The homologous proteins of MCU are similar in structure, but have different functions in different tissues, the expression level of MCU and the homologous proteins are always different in different organizations, perhaps because different tissues need different amount of calcium ions [45]. MCUb is a MCU homologous protein which has similar structure with MCU, but when the four oligomeric MCUs were completely replaced by MCUb in the one way absorption, the complex would lost the capacity of transferring calcium ions. If only one MCU was replaced by MCUb, reducing a lot of transport ability. The ratio of mRNA expression level of MCU and MCUb is 3:1 to 40:1 in different tissues. Such as in myocardial cells, the value is 3:1, which is far below than in skeletal muscles which is 40:1. The concentration of calcium ions in skeletal cells is 28 times more than in myocardial cells [46]. This indicates an existence that the homologous proteins of MCU always exist in the same species, and with similar structure, but the functions may have significant difference.

So far, the research on MCU mainly focus on animals, the function of MCU in plants is rarely reported, perhaps with the common understanding generally believed that mitochondria are organelles that provide energy, and a lot of animal movement behavior need more energy than plants. But this is not to say that the plant cell does not need energy. MCU on calcium ion transport is not only related to the release of energy, but also signal transfer. In the near future research on plant MCU will gradually go deeply.

2.2.2. RaM-rapid Mitochondrial Calcium Uptake

Ram calcium absorption widely exists in heart, liver and brain tissues of the mammals and birds. The absorption velocity of calcium ions is 1000 times more than MCU [47], but the driver of RaM absorption calcium ions is similar to MCU, all dependent on the voltage of mitochondria inner membrane, and can be blocked by ruthenium red. Usually, RaM absorption occurred on the initial calcium absorption of the MCU, so some researchers speculated that RaM is merely a different form of MCU [48]. Moreover, RaM could be inhibited by high concentration of calcium ions out of mitochondria, but when the concentration is below than a value, like in mice liver cells is 100 nmol/L, the activation process of RaM absorption calcium ions is in a millisecond [47]. Therefore, according to the characters of high rate transferring calcium ions and repeatedly activated by low concentration calcium ions, the mitochondria which are out of the micro region can regulate the ratio of ATP synthesis through RaM when MCU had lost its capacity of calcium ions absorption in order to satisfy the needs of the cell energy metabolism [48]. In addition, RaM from different tissue sources was different especially in inhibitor and activator [49]. At present, the progress of research on molecular mechanism of RaM is delayed.
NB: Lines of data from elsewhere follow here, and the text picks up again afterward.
use chrono::Utc;
use tracing::{debug, warn};

use crate::models::UserProfile;
use crate::storage::Storage;

use super::ActivityTracker;

/// Storage key for the authenticated-session flag.
pub(crate) const AUTH_FLAG_KEY: &str = "careguide.authenticated";

/// Storage key for the signed-in user's identity record.
pub(crate) const USER_KEY: &str = "careguide.user";

/// Storage key for the last-activity timestamp.
pub(crate) const LAST_ACTIVITY_KEY: &str = "careguide.last_activity";

/// Value stored under the flag key while a session exists. A fixed marker,
/// not a token - credentials never live client-side.
pub(crate) const AUTH_SENTINEL: &str = "true";

/// Sessions expire after 12 hours without recorded activity.
pub(crate) const IDLE_TIMEOUT_MS: i64 = 12 * 60 * 60 * 1000;

/// Single source of truth for the client's authentication state.
///
/// The store is the sole writer of its three storage keys; everything else
/// requests state transitions through these methods. Storage failures are
/// swallowed at this boundary - a session that cannot be read or written
/// behaves as no session at all, which is always recoverable by signing
/// in again.
pub struct SessionStore<S: Storage> {
    storage: S,
    activity: ActivityTracker<S>,
}

impl<S: Storage> SessionStore<S> {
    pub fn new(storage: S) -> Self {
        Self {
            activity: ActivityTracker::new(storage.clone()),
            storage,
        }
    }

    /// Open a session for `user`: identity record, flag, and a fresh
    /// activity timestamp, in that order. If any write fails the partial
    /// state is rolled back so identity and flag are never observable
    /// without each other.
    pub fn establish(&self, user: &UserProfile) {
        let encoded = match serde_json::to_string(user) {
            Ok(encoded) => encoded,
            Err(e) => {
                warn!(error = %e, "Failed to encode user profile, session not established");
                return;
            }
        };

        if let Err(e) = self.storage.set(USER_KEY, &encoded) {
            debug!(error = %e, "Storage rejected user record, session not established");
            return;
        }
        if let Err(e) = self.storage.set(AUTH_FLAG_KEY, AUTH_SENTINEL) {
            debug!(error = %e, "Storage rejected session flag, rolling back");
            self.invalidate();
            return;
        }
        self.activity.record();
    }

    /// Clear all session state. Idempotent; clearing an absent session is
    /// a no-op.
    pub fn invalidate(&self) {
        if let Err(e) = self.storage.remove(AUTH_FLAG_KEY) {
            debug!(error = %e, "Failed to remove session flag");
        }
        if let Err(e) = self.storage.remove(USER_KEY) {
            debug!(error = %e, "Failed to remove user record");
        }
        self.activity.clear();
    }

    /// Check whether a live session exists: flag present, activity
    /// timestamp present, and idle time strictly under the 12-hour
    /// timeout. Every failing branch clears all session state before
    /// returning, so a stale timestamp can never resurrect a session.
    pub fn is_valid(&self) -> bool {
        let flag = match self.storage.get(AUTH_FLAG_KEY) {
            Ok(flag) => flag,
            Err(e) => {
                debug!(error = %e, "Failed to read session flag");
                None
            }
        };
        if flag.as_deref() != Some(AUTH_SENTINEL) {
            self.invalidate();
            return false;
        }

        let Some(last_activity) = self.activity.last_activity() else {
            self.invalidate();
            return false;
        };

        let elapsed = Utc::now().timestamp_millis() - last_activity;
        if elapsed >= IDLE_TIMEOUT_MS {
            debug!(elapsed_ms = elapsed, "Session expired from inactivity");
            self.invalidate();
            return false;
        }

        true
    }

    /// The stored user identity, or `None` when no session exists or the
    /// stored record does not parse.
    pub fn current_user(&self) -> Option<UserProfile> {
        let raw = match self.storage.get(USER_KEY) {
            Ok(raw) => raw?,
            Err(e) => {
                debug!(error = %e, "Failed to read user record");
                return None;
            }
        };

        match serde_json::from_str(&raw) {
            Ok(user) => Some(user),
            Err(e) => {
                warn!(error = %e, "Stored user record is malformed, treating as signed out");
                None
            }
        }
    }

    /// Raw last-activity timestamp in milliseconds since epoch, `None`
    /// when unset or unparsable.
    pub fn last_activity_time(&self) -> Option<i64> {
        self.activity.last_activity()
    }

    /// Record user activity now, extending the expiry window. Cheap
    /// enough to call on every interaction.
    pub fn touch(&self) {
        self.activity.record();
    }

    /// Milliseconds until idle expiry (for display), `None` when no
    /// activity timestamp exists.
    pub fn expires_in_ms(&self) -> Option<i64> {
        let last_activity = self.activity.last_activity()?;
        let elapsed = Utc::now().timestamp_millis() - last_activity;
        Some((IDLE_TIMEOUT_MS - elapsed).max(0))
    }
}
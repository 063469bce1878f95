use chrono::{DateTime, Utc};
use serde::{Deserialize, Serialize};

/// Identity record for the signed-in user, persisted verbatim under the
/// session store's user key.
#[derive(Debug, Clone, PartialEq, Serialize, Deserialize)]
pub struct UserProfile {
    pub email: String,
    #[serde(rename = "fullName")]
    pub full_name: String,
    #[serde(rename = "createdAt")]
    pub created_at: DateTime<Utc>,
}

/// Synthesize a display name from the local part of an email address.
///
/// Used when the identity service omits a full name. The result is a
/// local presentation fallback only and is never written back upstream.
pub fn display_name_from_email(email: &str) -> String {
    let local = email.split('@').next().unwrap_or(email);

    local
        .split(['.', '_', '-'])
        .filter(|part| !part.is_empty())
        .map(|part| {
            let mut chars = part.chars();
            match chars.next() {
                Some(first) => first.to_uppercase().chain(chars).collect::<String>(),
                None => String::new(),
            }
        })
        .collect::<Vec<_>>()
        .join(" ")
}

#[cfg(test)]
mod tests {
    use super::*;

    #[test]
    fn test_profile_wire_field_names() {
        let profile = UserProfile {
            email: "a@b.com".to_string(),
            full_name: "A B".to_string(),
            created_at: "2024-01-01T00:00:00Z".parse().unwrap(),
        };

        let json = serde_json::to_string(&profile).unwrap();
        assert!(json.contains("\"fullName\":\"A B\""));
        assert!(json.contains("\"createdAt\""));

        let parsed: UserProfile = serde_json::from_str(&json).unwrap();
        assert_eq!(parsed, profile);
    }

    #[test]
    fn test_display_name_from_email() {
        assert_eq!(display_name_from_email("jane.doe@example.com"), "Jane Doe");
        assert_eq!(display_name_from_email("sam_r@example.com"), "Sam R");
        assert_eq!(display_name_from_email("alex@example.com"), "Alex");
        // Degenerate input still yields something usable
        assert_eq!(display_name_from_email("no-at-sign"), "No At Sign");
    }
}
2.2.3. mRyR Mitochondrial Calcium Uptake

The RyR is a kind of channel that discharges the calcium ions in SR/ER into the cytoplasm [50]. Three kinds of RyR shear forms have been identified, RyR1, 2 and 3. They oligomerize a tetramer to exercise the function of calcium ion channel [50]. But, whether RyR exist on mitochondria or not is unclear. A 600 KD protein was found in the mitochondrial cristae, similar to RyR1, Beutner team named it mRyR [31]. mRyR might be regulated by the concentration of calcium ions in cytolymph, absorbed calcium ions under normal physiological conditions, and released calcium ions when mitochondrial calcium overloaded [51, 52]. In addition, mRyR found on mitochondrial cristae of rat spleen sinus epithelium is similar to RyR3 [53]. However, Salnikov believed that mRyR did not exist on the rat heart mitochondria [54].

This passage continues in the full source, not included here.